INFORMATION SUPPLIED =>
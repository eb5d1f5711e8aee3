//! 원격 서비스 호출 계층
//!
//! 서비스마다 트레이트를 하나씩 두고, 실제 gRPC 구현은 [`GrpcTransport`]가
//! 맡습니다. 각 메서드는 서버 응답 또는 gRPC 상태를 그대로 돌려주며,
//! 오류 분류는 호출한 쪽(`Tagger`, `Tokenizer` 등)에서 합니다.

mod channel;
mod grpc;

pub use channel::{ServiceEndpoint, CLIENT_ID, MAX_MESSAGE_LENGTH};
pub use grpc::GrpcTransport;

use tonic::Status;

use crate::proto::{
    AnalyzeSyntaxListRequest, AnalyzeSyntaxListResponse, AnalyzeSyntaxRequest,
    AnalyzeSyntaxResponse, CorrectErrorRequest, CorrectErrorResponse,
    GetCustomDictionaryListResponse, GetCustomDictionaryRequest, GetCustomDictionaryResponse,
    RemoveCustomDictionariesRequest, RemoveCustomDictionariesResponse, TokenizeRequest,
    TokenizeResponse, UpdateCustomDictionaryRequest, UpdateCustomDictionaryResponse,
};

/// 형태소 분석/토큰화 서비스 (`bareun.LanguageService`)
pub trait LanguageService: Send + Sync {
    fn analyze_syntax(&self, req: AnalyzeSyntaxRequest) -> Result<AnalyzeSyntaxResponse, Status>;

    /// 호출자가 나눈 문장 경계를 그대로 유지하는 분석
    fn analyze_syntax_list(
        &self,
        req: AnalyzeSyntaxListRequest,
    ) -> Result<AnalyzeSyntaxListResponse, Status>;

    fn tokenize(&self, req: TokenizeRequest) -> Result<TokenizeResponse, Status>;
}

/// 사용자 사전 서비스 (`bareun.CustomDictionaryService`)
pub trait CustomDictionaryService: Send + Sync {
    fn get_custom_dictionary_list(&self) -> Result<GetCustomDictionaryListResponse, Status>;

    fn get_custom_dictionary(
        &self,
        req: GetCustomDictionaryRequest,
    ) -> Result<GetCustomDictionaryResponse, Status>;

    fn update_custom_dictionary(
        &self,
        req: UpdateCustomDictionaryRequest,
    ) -> Result<UpdateCustomDictionaryResponse, Status>;

    fn remove_custom_dictionaries(
        &self,
        req: RemoveCustomDictionariesRequest,
    ) -> Result<RemoveCustomDictionariesResponse, Status>;
}

/// 맞춤법 교정 서비스 (`bareun.RevisionService`)
pub trait RevisionService: Send + Sync {
    fn correct_error(&self, req: CorrectErrorRequest) -> Result<CorrectErrorResponse, Status>;
}
//! 분석 결과 조회 계층
//!
//! 서버 응답(문장 → 어절 → 단위)을 한 번 받아 두고 여러 방식으로 꺼내 봅니다.
//! 형태소 분석 결과([`Tagged`])와 토큰화 결과([`Tokenized`])는 모양이 같으므로
//! 순회와 출력 형식은 [`ResultView`] 하나로 처리하고, 단위별 차이는
//! [`AnalysisUnit`] 구현에 맡깁니다.
//!
//! # 사용 예시
//!
//! ```
//! use bareun::proto::AnalyzeSyntaxResponse;
//! use bareun::Tagged;
//!
//! // 빈 결과도 모든 조회가 가능합니다.
//! let tagged = Tagged::new("", None::<AnalyzeSyntaxResponse>);
//! assert!(tagged.morphs().is_empty());
//! assert!(tagged.as_json_str().is_ok());
//! ```

mod tagged;
mod tokenized;

pub use tagged::{Tagged, NOUN_TAGS, VERB_TAGS};
pub use tokenized::{Hint, Tokenized};

use std::io::Write;

use serde::Serialize;

use crate::error::Result;
use crate::proto::TextSpan;

/// 단위 하나를 출력한 모양
///
/// `join`/`detail` 조합에 따라 문자열 또는 튜플 모양이 됩니다.
#[derive(Debug, Clone, PartialEq, Serialize)]
#[serde(untagged)]
pub enum Pos {
    /// 문자열 하나 (`"오늘/NNG"`, `"오늘"`)
    Text(String),
    /// (텍스트, 분류)
    Pair(String, String),
    /// (텍스트, 태그, 사전 여부, 확률)
    Detail(String, String, String, f32),
}

impl Pos {
    /// 문자열 모양이면 그 문자열
    pub fn as_text(&self) -> Option<&str> {
        match self {
            Pos::Text(s) => Some(s),
            _ => None,
        }
    }

    /// 모든 모양에서 첫 번째 항목(원문 텍스트 또는 결합 문자열)
    pub fn head(&self) -> &str {
        match self {
            Pos::Text(s) | Pos::Pair(s, _) | Pos::Detail(s, _, _, _) => s,
        }
    }
}

/// `flatten` 여부에 따른 출력 목록
#[derive(Debug, Clone, PartialEq, Serialize)]
#[serde(untagged)]
pub enum PosList {
    Flat(Vec<Pos>),
    /// 어절마다 하나의 목록
    Nested(Vec<Vec<Pos>>),
}

impl PosList {
    /// 어절 구분을 없앤 목록
    pub fn into_flat(self) -> Vec<Pos> {
        match self {
            PosList::Flat(v) => v,
            PosList::Nested(v) => v.into_iter().flatten().collect(),
        }
    }

    pub fn is_empty(&self) -> bool {
        match self {
            PosList::Flat(v) => v.is_empty(),
            PosList::Nested(v) => v.is_empty(),
        }
    }
}

/// 분석 단위(형태소, 분절)가 제공해야 하는 기능
pub trait AnalysisUnit {
    /// 분류 기준 (형태소는 태그 집합, 분절은 한 글자 힌트)
    type Category: ?Sized;

    fn text(&self) -> &str;

    fn has_category(&self, category: &Self::Category) -> bool;

    /// 단위 하나를 출력합니다. 같은 입력에는 항상 같은 결과를 냅니다.
    fn format(&self, join: bool, detail: bool) -> Pos;
}

/// 문장 → 어절 → 단위 구조의 분석 결과
pub trait AnalysisResult: Default + Serialize {
    type Unit: AnalysisUnit;

    /// 서버 순서대로 어절마다 단위 목록을 돌려줍니다.
    fn tokens(&self) -> impl Iterator<Item = &[Self::Unit]> + '_;
}

/// 분석 결과 하나를 감싼 읽기 전용 뷰
#[derive(Debug, Clone, PartialEq)]
pub struct ResultView<R> {
    phrase: String,
    result: R,
}

impl<R: AnalysisResult> Default for ResultView<R> {
    fn default() -> Self {
        Self::empty()
    }
}

impl<R: AnalysisResult> ResultView<R> {
    /// 응답이 없으면 빈 결과(문장 0개)로 대신합니다.
    pub fn new(phrase: impl Into<String>, result: Option<R>) -> Self {
        match result {
            Some(result) => Self {
                phrase: phrase.into(),
                result,
            },
            None => Self::empty(),
        }
    }

    /// 빈 결과
    pub fn empty() -> Self {
        Self {
            phrase: String::new(),
            result: R::default(),
        }
    }

    /// 분석을 요청한 원문
    pub fn phrase(&self) -> &str {
        &self.phrase
    }

    /// 서버가 돌려준 메시지 그대로
    pub fn msg(&self) -> &R {
        &self.result
    }

    pub fn into_msg(self) -> R {
        self.result
    }

    /// 모든 단위를 순서대로 `selector`에 통과시킨 목록
    pub fn flatten_units<'a, T, F>(&'a self, selector: F) -> Vec<T>
    where
        F: FnMut(&'a R::Unit) -> T,
    {
        self.result.tokens().flatten().map(selector).collect()
    }

    /// 분류가 일치하는 단위들의 텍스트
    pub fn units_by_category(&self, category: &<R::Unit as AnalysisUnit>::Category) -> Vec<String> {
        self.result
            .tokens()
            .flatten()
            .filter(|u| u.has_category(category))
            .map(|u| u.text().to_string())
            .collect()
    }

    /// 전체 단위 수
    pub fn unit_count(&self) -> usize {
        self.result.tokens().map(<[_]>::len).sum()
    }

    /// 전체 어절 수
    pub fn token_count(&self) -> usize {
        self.result.tokens().count()
    }

    pub fn format_unit(unit: &R::Unit, join: bool, detail: bool) -> Pos {
        unit.format(join, detail)
    }

    /// `flatten`이면 평평한 목록, 아니면 어절마다 묶은 목록
    pub fn structured(&self, flatten: bool, join: bool, detail: bool) -> PosList {
        if flatten {
            PosList::Flat(self.flatten_units(|u| u.format(join, detail)))
        } else {
            PosList::Nested(
                self.result
                    .tokens()
                    .map(|units| units.iter().map(|u| u.format(join, detail)).collect())
                    .collect(),
            )
        }
    }

    /// JSON 객체로 변환 (키는 lowerCamelCase, 열거형은 이름)
    pub fn as_json(&self) -> Result<serde_json::Value> {
        Ok(serde_json::to_value(&self.result)?)
    }

    /// 2칸 들여쓰기 JSON 문자열. 한글은 이스케이프하지 않습니다.
    pub fn as_json_str(&self) -> Result<String> {
        Ok(serde_json::to_string_pretty(&self.result)?)
    }

    /// JSON 문자열을 `out`에 씁니다.
    pub fn print_as_json<W: Write>(&self, mut out: W) -> Result<()> {
        serde_json::to_writer_pretty(&mut out, &self.result)?;
        out.flush()?;
        Ok(())
    }
}

/// 구간의 텍스트, 구간이 없으면 빈 문자열
pub(crate) fn span_text(span: &Option<TextSpan>) -> &str {
    span.as_ref().map(|t| t.content.as_str()).unwrap_or("")
}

WHAT THIS TASK INVOLVES => Count every line in the listing above where the string "GetCustomDictionaryRequest" occurs, and report the count and nothing more.

ANSWER FOR THIS EXERCISE => 2